Installing Wireshark
Install for your target machine, works on Windows and Mac. Note that, on Windows, you may also need to download and install a packet sniffing tool called Npcap, if you do not have it already.
You can install it on Linux with your favorite packet manager, usually the wireshark
package.
Opening it up and picking the right adapter
Wireshark is known for being able to analyze network traffic, and that can be done in two ways. You can open a file containing a network dump of all sniffed packets, usually a .pcap
or .pngpcap
filetype, or live-scan traffic moving now.
To start sniffing your network traffic, select whichever network interface you want to listen on.

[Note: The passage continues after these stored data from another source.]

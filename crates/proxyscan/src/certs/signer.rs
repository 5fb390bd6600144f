use std::path::PathBuf;

use tokio::process::Command;
use tracing::debug;

use crate::error::CertError;

/// How to invoke the external signing collaborator (§6.3): working directory
/// is the certificate directory, the command is run with the normalised host
/// as its sole argument, and a non-zero exit is fatal for that request.
#[derive(Clone, Debug)]
pub struct SignerConfig {
	pub cert_dir: PathBuf,
	pub script: PathBuf,
}

impl SignerConfig {
	pub fn new(cert_dir: PathBuf, script: PathBuf) -> Self {
		Self { cert_dir, script }
	}

	pub async fn invoke(&self, host: &str) -> Result<(), CertError> {
		debug!(host, script = %self.script.display(), "invoking certificate signer");
		let output = Command::new(&self.script)
			.arg(host)
			.current_dir(&self.cert_dir)
			.output()
			.await?;

		if !output.status.success() {
			return Err(CertError::SignerFailed {
				host: host.to_string(),
				detail: format!(
					"exit status {}: {}",
					output.status,
					String::from_utf8_lossy(&output.stderr).trim()
				),
			});
		}
		Ok(())
	}
}
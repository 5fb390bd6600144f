//! The replay engine (C4, §4.4): reconstructs a stored request byte-faithfully
//! and dispatches it against its origin with an unrestricted client.

use std::sync::Arc;

use reqwest::header::{HeaderMap, HeaderName, HeaderValue};
use tracing::{info, warn};

use crate::error::ReplayError;
use crate::model::ExchangeId;
use crate::store::Store;

/// Live response streamed back to the caller. Not persisted (§4.4: "replays
/// are not re-captured into the store").
pub struct ReplayedResponse {
	pub status: u16,
	pub headers: Vec<(String, String)>,
	pub body: Vec<u8>,
}

pub struct ReplayEngine {
	store: Arc<dyn Store>,
	client: reqwest::Client,
}

impl ReplayEngine {
	pub fn new(store: Arc<dyn Store>) -> Self {
		Self {
			store,
			// Redirects allowed, no proxy: this client must behave nothing
			// like the interception path it is replaying into.
			client: reqwest::Client::builder()
				.no_proxy()
				.build()
				.expect("reqwest client with default TLS backend must build"),
		}
	}

	pub async fn resend(&self, id: &ExchangeId) -> Result<ReplayedResponse, ReplayError> {
		let exchange = self.store.get(id).await?;
		let req = &exchange.request;

		if req.scheme.is_empty() || req.host.is_empty() {
			warn!(%id, "replay of malformed exchange (missing scheme or host)");
			return Err(ReplayError::Malformed);
		}

		let url = reconstruct_url(&req.scheme, &req.host, &req.path, &req.query_params);
		let method = reqwest::Method::from_bytes(req.method.as_bytes()).map_err(|_| ReplayError::Malformed)?;

		let mut headers = HeaderMap::new();
		for (name, value) in &req.headers {
			if let (Ok(name), Ok(value)) = (HeaderName::try_from(name.as_str()), HeaderValue::from_str(value)) {
				headers.insert(name, value);
			}
		}
		if !headers.contains_key(reqwest::header::COOKIE) {
			let cookie_header = build_cookie_header(&req.cookies);
			if let Some(value) = cookie_header {
				if let Ok(value) = HeaderValue::from_str(&value) {
					headers.insert(reqwest::header::COOKIE, value);
				}
			}
		}

		let body = req.raw_body.clone();

		let resp = self
			.client
			.request(method, url)
			.headers(headers)
			.body(body)
			.send()
			.await
			.map_err(|e| {
				warn!(%id, error = %e, "replay dispatch failed");
				ReplayError::UpstreamError(e.to_string())
			})?;

		let status = resp.status().as_u16();
		let headers = resp
			.headers()
			.iter()
			.map(|(k, v)| (k.as_str().to_string(), v.to_str().unwrap_or("").to_string()))
			.collect();
		let body = resp
			.bytes()
			.await
			.map_err(|e| ReplayError::UpstreamError(e.to_string()))?
			.to_vec();

		info!(%id, status, outcome = "ok", "replay");
		Ok(ReplayedResponse { status, headers, body })
	}
}

fn reconstruct_url(scheme: &str, host: &str, path: &str, query_params: &crate::model::ParamMap) -> String {
	let mut url = format!("{scheme}://{host}{path}");
	if !query_params.is_empty() {
		let encoded: String = url::form_urlencoded::Serializer::new(String::new())
			.extend_pairs(query_params.iter())
			.finish();
		url.push('?');
		url.push_str(&encoded);
	}
	url
}

fn build_cookie_header(cookies: &crate::model::ParamMap) -> Option<String> {
	if cookies.is_empty() {
		return None;
	}
	Some(
		cookies
			.iter()
			.map(|(k, v)| format!("{k}={v}"))
			.collect::<Vec<_>>()
			.join("; "),
	)
}

#[cfg(test)]
mod tests {
	use super::*;

	#[test]
	fn reconstruct_url_appends_encoded_query() {
		let mut params = crate::model::ParamMap::new();
		params.insert("q".to_string(), "a b".to_string());
		let url = reconstruct_url("http", "example.test", "/search", &params);
		assert_eq!(url, "http://example.test/search?q=a+b");
	}

	#[test]
	fn reconstruct_url_without_query_has_no_question_mark() {
		let params = crate::model::ParamMap::new();
		let url = reconstruct_url("https", "example.test", "/", &params);
		assert_eq!(url, "https://example.test/");
	}

	#[test]
	fn build_cookie_header_joins_with_semicolons() {
		let mut cookies = crate::model::ParamMap::new();
		cookies.insert("a".to_string(), "1".to_string());
		cookies.insert("b".to_string(), "2".to_string());
		assert_eq!(build_cookie_header(&cookies), Some("a=1; b=2".to_string()));
	}
}
use async_trait::async_trait;
use chrono::{DateTime, Utc};
use sqlx::postgres::PgPoolOptions;
use sqlx::{PgPool, Row};
use tracing::{debug, warn};

use super::Store;
use crate::error::StoreError;
use crate::model::{
	CanonicalRequest, CanonicalResponse, CapturedExchange, ExchangeId, ParamMap,
};

/// Postgres-backed record store (§6.5). Each `save`/`update_response` is a
/// single `INSERT`/`UPDATE` statement, so the database's own row atomicity
/// gives the guarantee from §3 without an explicit transaction.
pub struct PgStore {
	pool: PgPool,
}

impl PgStore {
	pub async fn connect(database_url: &str) -> Result<Self, StoreError> {
		let pool = PgPoolOptions::new()
			.max_connections(10)
			.connect(database_url)
			.await?;
		let store = PgStore { pool };
		store.init_schema().await?;
		Ok(store)
	}

	async fn init_schema(&self) -> Result<(), StoreError> {
		sqlx::query(
			r#"
            CREATE TABLE IF NOT EXISTS exchanges (
                id               TEXT PRIMARY KEY,
                method           TEXT NOT NULL,
                scheme           TEXT NOT NULL,
                host             TEXT NOT NULL,
                path             TEXT NOT NULL,
                get_params       JSONB NOT NULL,
                headers          JSONB NOT NULL,
                cookies          JSONB NOT NULL,
                post_params      JSONB NOT NULL,
                raw_body         BYTEA NOT NULL,
                timestamp        TIMESTAMPTZ NOT NULL,
                response_code    INTEGER,
                response_message TEXT,
                response_headers JSONB,
                response_body    BYTEA
            )
            "#,
		)
		.execute(&self.pool)
		.await?;
		Ok(())
	}
}

fn params_to_json(params: &ParamMap) -> Result<serde_json::Value, StoreError> {
	Ok(serde_json::to_value(params)?)
}

fn json_to_params(value: serde_json::Value) -> Result<ParamMap, StoreError> {
	Ok(serde_json::from_value(value)?)
}

#[async_trait]
impl Store for PgStore {
	async fn save(&self, exchange: CapturedExchange) -> Result<(), StoreError> {
		let req = &exchange.request;
		let result = sqlx::query(
			r#"
            INSERT INTO exchanges
                (id, method, scheme, host, path, get_params, headers, cookies, post_params, raw_body, timestamp)
            VALUES ($1, $2, $3, $4, $5, $6, $7, $8, $9, $10, $11)
            ON CONFLICT (id) DO NOTHING
            "#,
		)
		.bind(&exchange.id.0)
		.bind(&req.method)
		.bind(&req.scheme)
		.bind(&req.host)
		.bind(&req.path)
		.bind(params_to_json(&req.query_params)?)
		.bind(params_to_json(&req.headers)?)
		.bind(params_to_json(&req.cookies)?)
		.bind(params_to_json(&req.form_params)?)
		.bind(&req.raw_body)
		.bind(exchange.captured_at)
		.execute(&self.pool)
		.await?;

		if result.rows_affected() == 0 {
			return Err(StoreError::Conflict(exchange.id));
		}
		Ok(())
	}

	async fn update_response(
		&self,
		id: &ExchangeId,
		response: CanonicalResponse,
	) -> Result<(), StoreError> {
		let result = sqlx::query(
			r#"
            UPDATE exchanges
            SET response_code = $2, response_message = $3, response_headers = $4, response_body = $5
            WHERE id = $1
            "#,
		)
		.bind(&id.0)
		.bind(response.status_code as i32)
		.bind(&response.status_text)
		.bind(params_to_json(&response.headers)?)
		.bind(&response.body)
		.execute(&self.pool)
		.await?;

		if result.rows_affected() == 0 {
			warn!(%id, "update_response on unknown exchange");
			return Err(StoreError::NotFound(id.clone()));
		}
		Ok(())
	}

	async fn get(&self, id: &ExchangeId) -> Result<CapturedExchange, StoreError> {
		let row = sqlx::query("SELECT * FROM exchanges WHERE id = $1")
			.bind(&id.0)
			.fetch_optional(&self.pool)
			.await?
			.ok_or_else(|| StoreError::NotFound(id.clone()))?;
		row_to_exchange(row)
	}

	async fn list_all(&self) -> Result<Vec<CapturedExchange>, StoreError> {
		let rows = sqlx::query("SELECT * FROM exchanges ORDER BY timestamp DESC")
			.fetch_all(&self.pool)
			.await?;
		let all = rows
			.into_iter()
			.map(row_to_exchange)
			.collect::<Result<Vec<_>, _>>()?;
		debug!(count = all.len(), "listed exchanges");
		Ok(all)
	}
}

fn row_to_exchange(row: sqlx::postgres::PgRow) -> Result<CapturedExchange, StoreError> {
	let response_code: Option<i32> = row.try_get("response_code")?;
	let response = match response_code {
		Some(code) => Some(CanonicalResponse {
			status_code: code as u16,
			status_text: row.try_get("response_message")?,
			headers: json_to_params(row.try_get("response_headers")?)?,
			body: row.try_get("response_body")?,
		}),
		None => None,
	};

	let captured_at: DateTime<Utc> = row.try_get("timestamp")?;
	Ok(CapturedExchange {
		id: ExchangeId(row.try_get("id")?),
		captured_at,
		request: CanonicalRequest {
			method: row.try_get("method")?,
			scheme: row.try_get("scheme")?,
			host: row.try_get("host")?,
			path: row.try_get("path")?,
			query_params: json_to_params(row.try_get("get_params")?)?,
			headers: json_to_params(row.try_get("headers")?)?,
			cookies: json_to_params(row.try_get("cookies")?)?,
			form_params: json_to_params(row.try_get("post_params")?)?,
			raw_body: row.try_get("raw_body")?,
		},
		response,
	})
}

This will be different depending on how your computer is setup, is it plugged into the internet with an ethernet cable? Maybe Ethernet 2
(Windows) or enp42s0
(Linux) or ens3
(Linux) or some variation may be the right adapter name. Are you connected via WiFi? Maybe Wi-Fi
(Windows) or wlp5s0
(Linux) or some variation is the right adapter name. Don’t use “any
” or “Loopback
”, those will give you too much data and be useless, respectively.
What is going on?
If you’ve done everything right so far, you should be seeing a lot of information flying by on your screen very quickly, do not panic. If you’re doing a live capture of your internet traffic, each line are packets that have been sent or received by your computer, ordered by Frame Number (”No.”) and time received (”Time”) in seconds since start. You may want to stop the packet sniffing after a couple seconds before your memory fills up with the Red Square on the top left.